南大妻村
【みなみおおづまむら】

旧国名:信濃
(近世)江戸期~明治7年の村名。安曇(あずみ)郡のうち。梓川左岸扇状地上の第2段丘面に位置する。大妻の地名の由来は,北大妻の野々宮神社の祭神大倭姫命が景行天皇の娘,すなわち王妻であることから転じて大妻となったとも(信府統記),男女(おめ)沢堰にちなむ地名ともいい,端(つま)という立地や地形からとったという説もある(南安曇郡誌)。当村は戦国期に見える大妻南方に由来するか。

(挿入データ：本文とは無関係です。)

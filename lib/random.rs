//! Random bits, bounded integers, and passwords from simulated measurements.
//!
//! Each bit stands in for a Z-basis measurement of a qubit in ∣+⟩, i.e. a fair
//! coin drawn from the supplied random source. Nothing here is
//! cryptographically sound: [`generate_number`] reduces packed bits modulo the
//! range size, which slightly favors small values when the range is not a power
//! of two.

use itertools::Itertools;
use rand::Rng;
use tracing::debug;
use crate::error::{ DemoError, Result };

/// Characters available to [`generate_password`].
pub const ALPHABET: &str
    = "abcdefghijklmnopqrstuvwxyzABCDEFGHIJKLMNOPQRSTUVWXYZ0123456789!@#$%^&*";

/// Default number of bits drawn by [`generate_bits`].
pub const DEFAULT_BIT_COUNT: usize = 8;

/// Default lower bound for [`generate_number`].
pub const DEFAULT_MIN: i64 = 0;

/// Default upper bound for [`generate_number`].
pub const DEFAULT_MAX: i64 = 100;

/// Default length for [`generate_password`].
pub const DEFAULT_PASSWORD_LENGTH: usize = 12;

/// Draw `count` independent fair bits, each `0` or `1`.
pub fn generate_bits<R>(count: usize, rng: &mut R) -> Vec<u8>
where R: Rng + ?Sized
{
    (0..count)
        .map(|_| if rng.gen::<f64>() < 0.5 { 0 } else { 1 })
        .collect()
}

/// Pack bits into an integer, most significant bit first.
///
/// Bits must be `0` or `1`; larger values are truncated to their lowest bit
/// (and rejected in debug builds). Only the last 128 bits contribute.
pub fn pack_bits(bits: &[u8]) -> u128 {
    bits.iter()
        .fold(0, |acc, b| {
            debug_assert!(*b <= 1, "bit value {} is not 0 or 1", b);
            (acc << 1) | u128::from(b & 1)
        })
}

/// Render bits as a string of `0`s and `1`s.
pub fn bits_to_string(bits: &[u8]) -> String { bits.iter().join("") }

/// Number of bits needed to index `range` values, ⌈log₂ `range`⌉.
fn bits_needed(range: u128) -> usize {
    if range <= 1 { 0 } else { (u128::BITS - (range - 1).leading_zeros()) as usize }
}

/// Draw an integer in `min..=max`.
///
/// Twice as many bits as needed to cover the range are drawn; the first half
/// is packed into an integer and reduced modulo the range size.
///
/// Fails if `max < min`.
pub fn generate_number<R>(min: i64, max: i64, rng: &mut R) -> Result<i64>
where R: Rng + ?Sized
{
    if max < min {
        return Err(DemoError::invalid_argument(
            "max",
            format!("{} is less than min {}", max, min),
        ));
    }
    let range = (i128::from(max) - i128::from(min) + 1) as u128;
    let n = bits_needed(range);
    let bits = generate_bits(2 * n, rng);
    let value = pack_bits(&bits[..n]) % range;
    // value < range, so the sum lies in min..=max
    Ok((i128::from(min) + value as i128) as i64)
}

/// Draw a password of `length` characters from [`ALPHABET`].
///
/// Fails if `length` is zero.
pub fn generate_password<R>(length: usize, rng: &mut R) -> Result<String>
where R: Rng + ?Sized
{
    if length == 0 {
        return Err(DemoError::invalid_argument("length", "must be at least 1"));
    }
    let chars = ALPHABET.as_bytes();
    let top = chars.len() as i64 - 1;
    let password
        = (0..length)
        .map(|_| {
            generate_number(0, top, rng)
                .map(|k| char::from(chars[k as usize]))
        })
        .collect::<Result<String>>()?;
    debug!(length, "generated password");
    Ok(password)
}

松本藩領。上野組に属する。村高は,「慶長改帳」958石余,「正保書上」「元禄郷帳」ともに750石余,「天保郷帳」864石余,「旧高旧領」870石余。地内は上大妻と下大妻とに分かれていた。村内の水田は梓川から取水する男女沢堰・温(ぬる)堰により潅漑された。貞享3年の貞享騒動の時,当村の庄屋小松作兵衛一族は首謀者の1人として礫・獄門に処せられた。享保13年の人数595。天保年間頃から琉球表(畳表)の生産が始まり,慶応3年の産物書上では1,500枚(140両),隣の北大妻村でも240枚(24両)を産しており,明治期まで生産が続けられた(同前)。安政2年の安曇筑摩両郡村々明細書上帳(県史近世史料5‐1)によれば,家数133・人数810。大妻神社は諏訪神社と関係が深く,建御名方命と北大妻村に館跡がある大妻太郎兼澄とを祀る。浄土真宗の大音山正覚寺は明応元年の開基という。ほかに真言宗長称寺・浄土宗光入寺があった。明治4年松本県を経て筑摩県に所属。同7年倭(やまと)村の一部となる。